La méthode de Durkheim est qualifiée d’objectivisme holiste. Si l’on considère un système et les éléments qui en font partie, être holiste, c’est considérer que chaque élément est entièrement déterminé par le système. Autrement dit, pour le sociologue, être holiste revient à considérer que l’individu est soumis à des contraintes sociales qu’il a intériorisées. Selon Durkheim, les faits sociaux sont ainsi extérieurs aux individus, en ce sens qu’ils ne sont, ni des représentations mentales, ni des sentiments. Ils existent en dehors de la conscience de chacun et n’apparaissent qu’à l’examen de séries statistiques.

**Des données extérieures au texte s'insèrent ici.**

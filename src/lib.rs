//! # ticketdesk
//!
//! Leptos + WASM frontend for a ticketing system. Renders navigation, the
//! ticket form/list, and thin auth pages; all business logic lives in the
//! remote API, reached over HTTP with cookie + bearer credentials.
//!
//! This crate contains pages, components, application state, and the network
//! layer that keeps the client-held session synchronized with the server.

pub mod app;
pub mod components;
pub mod net;
pub mod pages;
pub mod state;

/// WASM entrypoint: hydrate the server-rendered DOM.
#[cfg(feature = "hydrate")]
#[wasm_bindgen::prelude::wasm_bindgen]
pub fn hydrate() {
    console_error_panic_hook::set_once();
    let _ = console_log::init_with_level(log::Level::Info);
    leptos::mount::hydrate_body(crate::app::App);
}
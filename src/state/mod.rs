//! Shared client-side state modules.
//!
//! DESIGN
//! ======
//! State is split by domain (`session`, `tickets`) so individual components
//! can depend on small focused models. Each model is a plain struct held in
//! an `RwSignal` provided via context by the root `App` component — there is
//! no ambient global store; every reader and writer goes through the signal
//! it was handed.

pub mod session;
pub mod tickets;
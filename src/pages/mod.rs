//! Routed page components.

pub mod admin;
pub mod login;
pub mod profile;
pub mod signup;
pub mod ticket_detail;
pub mod tickets;
//! REST API helpers for communicating with the ticketing backend.
//!
//! Client-side (hydrate): real HTTP calls via `gloo-net`, sent with
//! same-origin credentials (cookies) and an `Authorization: Bearer` header
//! whenever a token is held. Server-side (SSR): stubs returning
//! `None`/negative outcomes since these endpoints are only meaningful in
//! the browser.
//!
//! ERROR HANDLING
//! ==============
//! Transport failures, non-2xx statuses, and malformed envelopes are all
//! caught here and normalized to `Option`/outcome values — callers never
//! see a panic or an unhandled error, so auth and ticket fetch failures
//! degrade UI behavior without crashing hydration. Response classification
//! lives in the ungated helpers at the bottom of this module so it can be
//! tested without a browser.

#![allow(clippy::unused_async)]

#[cfg(test)]
#[path = "api_test.rs"]
mod api_test;

use leptos::prelude::{RwSignal, Update};

#[cfg(feature = "hydrate")]
use leptos::prelude::GetUntracked;

use super::types::{CreateTicketResponse, ProfileEnvelope, Ticket, User, VerifyResponse};
use crate::state::session::SessionState;

/// Outcome of a session verification call.
#[derive(Clone, Debug, PartialEq, Eq)]
pub struct VerifyOutcome {
    pub authenticated: bool,
    pub user: Option<User>,
}

impl VerifyOutcome {
    /// The normalized negative result shared by every failure class.
    pub fn unauthenticated() -> Self {
        Self { authenticated: false, user: None }
    }
}

/// Outcome of a ticket creation call.
#[derive(Clone, Debug, PartialEq, Eq)]
pub enum CreateTicketOutcome {
    /// 2xx with the created ticket in the body: prepend it, no re-fetch.
    Created(Ticket),
    /// 2xx without a ticket payload: the caller should re-fetch the list.
    Refetch,
    /// Non-2xx or transport failure, with the message to surface.
    Failed(String),
}

/// Verify the session with the backend via `GET /auth/verify`.
///
/// A positive response installs the returned identity into `session`
/// (keeping the held token unless the server rotated it); any other
/// response, transport failure, or malformed envelope resolves to
/// [`VerifyOutcome::unauthenticated`] and mutates nothing — whether a
/// negative result should clear the session is the caller's decision.
///
/// Responses are sequenced through the session store: if a newer
/// verification settled while this one was in flight, the stale result is
/// discarded and `None` is returned so the caller acts on nothing.
pub async fn verify(session: RwSignal<SessionState>) -> Option<VerifyOutcome> {
    #[cfg(feature = "hydrate")]
    {
        let (seq, token) =
            session.try_update(|s| (s.begin_verify(), s.token.clone()))?;

        let req = with_auth(
            gloo_net::http::Request::get(&api_url("/auth/verify"))
                .credentials(web_sys::RequestCredentials::Include),
            token.as_deref(),
        );

        let outcome = match req.send().await {
            Ok(resp) => match resp.json::<serde_json::Value>().await {
                Ok(body) => verify_outcome(body),
                Err(_) => VerifyOutcome::unauthenticated(),
            },
            Err(e) => {
                leptos::logging::warn!("auth verification failed: {e}");
                VerifyOutcome::unauthenticated()
            }
        };

        let applied = session
            .try_update(|s| s.apply_verify(seq, outcome.user.clone()))
            .unwrap_or(false);

        applied.then_some(outcome)
    }
    #[cfg(not(feature = "hydrate"))]
    {
        let _ = session;
        None
    }
}

/// Log out: best-effort remote invalidation via `POST /auth/logout`,
/// unconditional local clear. A user can always log out locally, whatever
/// the network does. Always reports success.
pub async fn logout(session: RwSignal<SessionState>) -> bool {
    #[cfg(feature = "hydrate")]
    {
        let token = session.try_get_untracked().and_then(|s| s.token);
        let req = with_auth(
            gloo_net::http::Request::post(&api_url("/auth/logout"))
                .credentials(web_sys::RequestCredentials::Include)
                .header("Content-Type", "application/json"),
            token.as_deref(),
        );
        if let Err(e) = req.send().await {
            leptos::logging::warn!("remote logout failed: {e}");
        }
    }

    // Always clear local state, even when the remote call fails.
    session.try_update(SessionState::logout);
    true
}

/// Fetch a user's profile via `GET /users/profile/{id}`.
///
/// Returns `Some` only for a 2xx response carrying a well-formed
/// `{success: true, data}` envelope.
pub async fn fetch_user_profile(token: Option<&str>, user_id: &str) -> Option<User> {
    #[cfg(feature = "hydrate")]
    {
        let url = api_url(&format!("/users/profile/{user_id}"));
        let req = with_auth(
            gloo_net::http::Request::get(&url)
                .credentials(web_sys::RequestCredentials::Include),
            token,
        );
        let resp = req.send().await.ok()?;
        if !resp.ok() {
            return None;
        }
        let body = resp.json::<serde_json::Value>().await.ok()?;
        profile_from_envelope(body)
    }
    #[cfg(not(feature = "hydrate"))]
    {
        let _ = (token, user_id);
        None
    }
}

/// Fetch the ticket list via `GET /tickets`.
///
/// Returns `None` on transport failure or an unreadable body, in which case
/// the caller should leave its current list untouched.
pub async fn fetch_tickets(token: Option<&str>) -> Option<Vec<Ticket>> {
    #[cfg(feature = "hydrate")]
    {
        let req = with_auth(
            gloo_net::http::Request::get(&api_url("/tickets"))
                .credentials(web_sys::RequestCredentials::Include),
            token,
        );
        let resp = match req.send().await {
            Ok(resp) => resp,
            Err(e) => {
                leptos::logging::warn!("failed to fetch tickets: {e}");
                return None;
            }
        };
        let body = resp.json::<super::types::TicketListResponse>().await.ok()?;
        Some(body.tickets)
    }
    #[cfg(not(feature = "hydrate"))]
    {
        let _ = token;
        None
    }
}

/// Create a ticket via `POST /tickets` with `{title, description}`.
pub async fn create_ticket(
    token: Option<&str>,
    title: &str,
    description: &str,
) -> CreateTicketOutcome {
    #[cfg(feature = "hydrate")]
    {
        let req = with_auth(
            gloo_net::http::Request::post(&api_url("/tickets"))
                .credentials(web_sys::RequestCredentials::Include),
            token,
        );
        let req = match req.json(&serde_json::json!({
            "title": title,
            "description": description,
        })) {
            Ok(req) => req,
            Err(e) => return CreateTicketOutcome::Failed(e.to_string()),
        };

        match req.send().await {
            Ok(resp) => {
                let status_ok = resp.ok();
                let body = resp.json::<serde_json::Value>().await.ok();
                create_ticket_outcome(status_ok, body)
            }
            Err(e) => {
                leptos::logging::warn!("ticket creation failed: {e}");
                CreateTicketOutcome::Failed("Error creating ticket".to_owned())
            }
        }
    }
    #[cfg(not(feature = "hydrate"))]
    {
        let _ = (token, title, description);
        CreateTicketOutcome::Failed("not available on server".to_owned())
    }
}

/// Attach the bearer header when a token is held.
#[cfg(feature = "hydrate")]
fn with_auth(
    req: gloo_net::http::RequestBuilder,
    token: Option<&str>,
) -> gloo_net::http::RequestBuilder {
    match token {
        Some(token) => req.header("Authorization", &format!("Bearer {token}")),
        None => req,
    }
}

/// Base URL for API requests. `TICKET_API_URL` is baked in at compile time
/// when set; otherwise requests go to same-origin `/api` paths.
pub fn api_url(path: &str) -> String {
    let base = option_env!("TICKET_API_URL").unwrap_or("/api");
    format!("{}{path}", base.trim_end_matches('/'))
}

/// Classify a verify response body. Anything short of
/// `{authenticated: true, user: {...}}` is not-authenticated.
pub fn verify_outcome(body: serde_json::Value) -> VerifyOutcome {
    match serde_json::from_value::<VerifyResponse>(body) {
        Ok(VerifyResponse { authenticated: true, user: Some(user) }) => VerifyOutcome {
            authenticated: true,
            user: Some(user),
        },
        _ => VerifyOutcome::unauthenticated(),
    }
}

/// Extract the profile from a `{success, data}` envelope.
pub fn profile_from_envelope(body: serde_json::Value) -> Option<User> {
    match serde_json::from_value::<ProfileEnvelope>(body) {
        Ok(ProfileEnvelope { success: true, data: Some(user) }) => Some(user),
        _ => None,
    }
}

/// Classify a ticket creation response by status and body. `body` is `None`
/// when the response could not be read as JSON at all, which is a failure
/// regardless of status.
pub fn create_ticket_outcome(
    status_ok: bool,
    body: Option<serde_json::Value>,
) -> CreateTicketOutcome {
    let Some(body) = body else {
        return CreateTicketOutcome::Failed("Error creating ticket".to_owned());
    };
    let parsed = serde_json::from_value::<CreateTicketResponse>(body).unwrap_or_default();
    if status_ok {
        match parsed.ticket {
            Some(ticket) => CreateTicketOutcome::Created(ticket),
            None => CreateTicketOutcome::Refetch,
        }
    } else {
        CreateTicketOutcome::Failed(
            parsed
                .message
                .unwrap_or_else(|| "Ticket creation failed".to_owned()),
        )
    }
}
#[cfg(test)]
#[path = "tickets_test.rs"]
mod tickets_test;

use crate::net::types::Ticket;

/// Shared ticket list state for the tickets page.
#[derive(Clone, Debug, Default)]
pub struct TicketsState {
    pub items: Vec<Ticket>,
    pub loading: bool,
    pub submit_pending: bool,
}

impl TicketsState {
    /// Replace the list with a fresh server snapshot.
    pub fn set_list(&mut self, items: Vec<Ticket>) {
        self.items = items;
        self.loading = false;
    }

    /// Insert a newly created ticket at the head of the list, without
    /// waiting for a re-fetch. If the server already pushed a copy with the
    /// same id it is replaced in place instead of duplicated.
    pub fn prepend(&mut self, ticket: Ticket) {
        if let Some(existing) = self.items.iter_mut().find(|t| t.id == ticket.id) {
            *existing = ticket;
        } else {
            self.items.insert(0, ticket);
        }
        self.submit_pending = false;
    }
}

Max Weber développe quant à lui une sociologie individualiste. Selon lui, les phénomènes sociaux ne peuvent être compris qu’en prenant en compte le sens subjectif que les individus donnent à leurs actes. Il écrit ainsi dans sa correspondance : « La sociologie (…) ne peut procéder que des actions, d’un, de quelques, ou de nombreux individus séparés. C’est pourquoi elle se doit d’adopter des méthodes strictement individualistes ». Sa sociologie est aussi une sociologie compréhensive, car le sens subjectif est compris par interprétation en fonction du contexte culturel et historique.
6) Pourquoi n’est elle pas fondée historiquement ?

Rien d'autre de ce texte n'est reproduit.